## Exercise aim
All of the data below is to be copied again without changes.
:: Data to process ::
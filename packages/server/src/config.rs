use anyhow::{bail, Context, Result};
use dotenvy::dotenv;
use std::env;
use std::path::PathBuf;

use crate::common::{AccessPolicy, UserId};
use crate::kernel::LoginSettings;

/// Application configuration loaded from environment variables
#[derive(Debug, Clone)]
pub struct Config {
    pub port: u16,
    pub gateway_url: String,
    pub api_id: i32,
    pub api_hash: String,
    /// Without a bot token notifications only go to the log.
    pub bot_token: Option<String>,
    pub bot_api_url: Option<String>,
    pub owner_id: UserId,
    pub permitted_users: Vec<UserId>,
    pub allow_public_use: bool,
    pub session_path: PathBuf,
    pub auto_remove_2fa: bool,
    pub login_timeout: chrono::Duration,
    pub max_retries: u32,
}

impl Config {
    /// Load configuration from environment variables
    pub fn from_env() -> Result<Self> {
        // Load .env file if present (development)
        let _ = dotenv();

        Self::from_lookup(|key| env::var(key).ok())
    }

    /// Build the configuration from any key/value source.
    pub fn from_lookup(var: impl Fn(&str) -> Option<String>) -> Result<Self> {
        let owner_id = var("OWNER_ID")
            .context("OWNER_ID must be set")?
            .parse::<UserId>()
            .context("OWNER_ID must be a numeric user id")?;

        let permitted_users = var("PERMITTED_USERS")
            .unwrap_or_default()
            .split(',')
            .map(str::trim)
            .filter(|s| !s.is_empty())
            .map(|s| {
                s.parse::<UserId>()
                    .with_context(|| format!("PERMITTED_USERS contains an invalid user id: {}", s))
            })
            .collect::<Result<Vec<_>>>()?;

        let login_timeout_secs: u64 = var("LOGIN_TIMEOUT")
            .unwrap_or_else(|| "300".to_string())
            .parse()
            .context("LOGIN_TIMEOUT must be a number of seconds")?;
        if login_timeout_secs == 0 {
            bail!("LOGIN_TIMEOUT must be greater than zero");
        }
        let login_timeout = i64::try_from(login_timeout_secs)
            .ok()
            .and_then(chrono::Duration::try_seconds)
            .context("LOGIN_TIMEOUT is too large")?;

        Ok(Self {
            port: var("PORT")
                .unwrap_or_else(|| "8080".to_string())
                .parse()
                .context("PORT must be a valid number")?,
            gateway_url: var("GATEWAY_URL").context("GATEWAY_URL must be set")?,
            api_id: var("API_ID")
                .context("API_ID must be set")?
                .parse()
                .context("API_ID must be a number")?,
            api_hash: var("API_HASH").context("API_HASH must be set")?,
            bot_token: var("BOT_TOKEN").filter(|t| !t.trim().is_empty()),
            bot_api_url: var("BOT_API_URL"),
            owner_id,
            permitted_users,
            allow_public_use: flag(&var, "ALLOW_PUBLIC_USE", false)?,
            session_path: PathBuf::from(
                var("SESSION_PATH").unwrap_or_else(|| "sessions/".to_string()),
            ),
            auto_remove_2fa: flag(&var, "AUTO_REMOVE_2FA", true)?,
            login_timeout,
            max_retries: var("MAX_RETRIES")
                .unwrap_or_else(|| "3".to_string())
                .parse()
                .context("MAX_RETRIES must be a valid number")?,
        })
    }

    pub fn access_policy(&self) -> AccessPolicy {
        AccessPolicy::owner_only(self.owner_id)
            .with_permitted_users(self.permitted_users.iter().copied())
            .with_public_use(self.allow_public_use)
    }

    pub fn login_settings(&self) -> LoginSettings {
        LoginSettings {
            max_retries: self.max_retries,
            login_timeout: self.login_timeout,
            auto_remove_2fa: self.auto_remove_2fa,
        }
    }
}

fn flag(var: &impl Fn(&str) -> Option<String>, key: &str, default: bool) -> Result<bool> {
    let Some(raw) = var(key) else {
        return Ok(default);
    };
    match raw.trim().to_ascii_lowercase().as_str() {
        "" => Ok(default),
        "1" | "true" | "yes" | "on" => Ok(true),
        "0" | "false" | "no" | "off" => Ok(false),
        other => bail!("{} must be true or false, got {:?}", key, other),
    }
}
:::
## Response area
filename packages/server/src/config.rs
use anyhow::{bail, Context, Result};
use dotenvy::dotenv;
use std::env;
use std::path::PathBuf;

use crate::common::{AccessPolicy, UserId};
use crate::kernel::LoginSettings;

/// Application configuration loaded from environment variables
#[derive(Debug, Clone)]
pub struct Config {
    pub port: u16,
    pub gateway_url: String,
    pub api_id: i32,
    pub api_hash: String,
    /// Without a bot token notifications only go to the log.
    pub bot_token: Option<String>,
    pub bot_api_url: Option<String>,
    pub owner_id: UserId,
    pub permitted_users: Vec<UserId>,
    pub allow_public_use: bool,
    pub session_path: PathBuf,
    pub auto_remove_2fa: bool,
    pub login_timeout: chrono::Duration,
    pub max_retries: u32,
}

impl Config {
    /// Load configuration from environment variables
    pub fn from_env() -> Result<Self> {
        // Load .env file if present (development)
        let _ = dotenv();

        Self::from_lookup(|key| env::var(key).ok())
    }

    /// Build the configuration from any key/value source.
    pub fn from_lookup(var: impl Fn(&str) -> Option<String>) -> Result<Self> {
        let owner_id = var("OWNER_ID")
            .context("OWNER_ID must be set")?
            .parse::<UserId>()
            .context("OWNER_ID must be a numeric user id")?;

        let permitted_users = var("PERMITTED_USERS")
            .unwrap_or_default()
            .split(',')
            .map(str::trim)
            .filter(|s| !s.is_empty())
            .map(|s| {
                s.parse::<UserId>()
                    .with_context(|| format!("PERMITTED_USERS contains an invalid user id: {}", s))
            })
            .collect::<Result<Vec<_>>>()?;

        let login_timeout_secs: u64 = var("LOGIN_TIMEOUT")
            .unwrap_or_else(|| "300".to_string())
            .parse()
            .context("LOGIN_TIMEOUT must be a number of seconds")?;
        if login_timeout_secs == 0 {
            bail!("LOGIN_TIMEOUT must be greater than zero");
        }
        let login_timeout = i64::try_from(login_timeout_secs)
            .ok()
            .and_then(chrono::Duration::try_seconds)
            .context("LOGIN_TIMEOUT is too large")?;

        Ok(Self {
            port: var("PORT")
                .unwrap_or_else(|| "8080".to_string())
                .parse()
                .context("PORT must be a valid number")?,
            gateway_url: var("GATEWAY_URL").context("GATEWAY_URL must be set")?,
            api_id: var("API_ID")
                .context("API_ID must be set")?
                .parse()
                .context("API_ID must be a number")?,
            api_hash: var("API_HASH").context("API_HASH must be set")?,
            bot_token: var("BOT_TOKEN").filter(|t| !t.trim().is_empty()),
            bot_api_url: var("BOT_API_URL"),
            owner_id,
            permitted_users,
            allow_public_use: flag(&var, "ALLOW_PUBLIC_USE", false)?,
            session_path: PathBuf::from(
                var("SESSION_PATH").unwrap_or_else(|| "sessions/".to_string()),
            ),
            auto_remove_2fa: flag(&var, "AUTO_REMOVE_2FA", true)?,
            login_timeout,
            max_retries: var("MAX_RETRIES")
                .unwrap_or_else(|| "3".to_string())
                .parse()
                .context("MAX_RETRIES must be a valid number")?,
        })
    }

    pub fn access_policy(&self) -> AccessPolicy {
        AccessPolicy::owner_only(self.owner_id)
            .with_permitted_users(self.permitted_users.iter().copied())
            .with_public_use(self.allow_public_use)
    }

    pub fn login_settings(&self) -> LoginSettings {
        LoginSettings {
            max_retries: self.max_retries,
            login_timeout: self.login_timeout,
            auto_remove_2fa: self.auto_remove_2fa,
        }
    }
}

fn flag(var: &impl Fn(&str) -> Option<String>, key: &str, default: bool) -> Result<bool> {
    let Some(raw) = var(key) else {
        return Ok(default);
    };
    match raw.trim().to_ascii_lowercase().as_str() {
        "" => Ok(default),
        "1" | "true" | "yes" | "on" => Ok(true),
        "0" | "false" | "no" | "off" => Ok(false),
        other => bail!("{} must be true or false, got {:?}", key, other),
    }
}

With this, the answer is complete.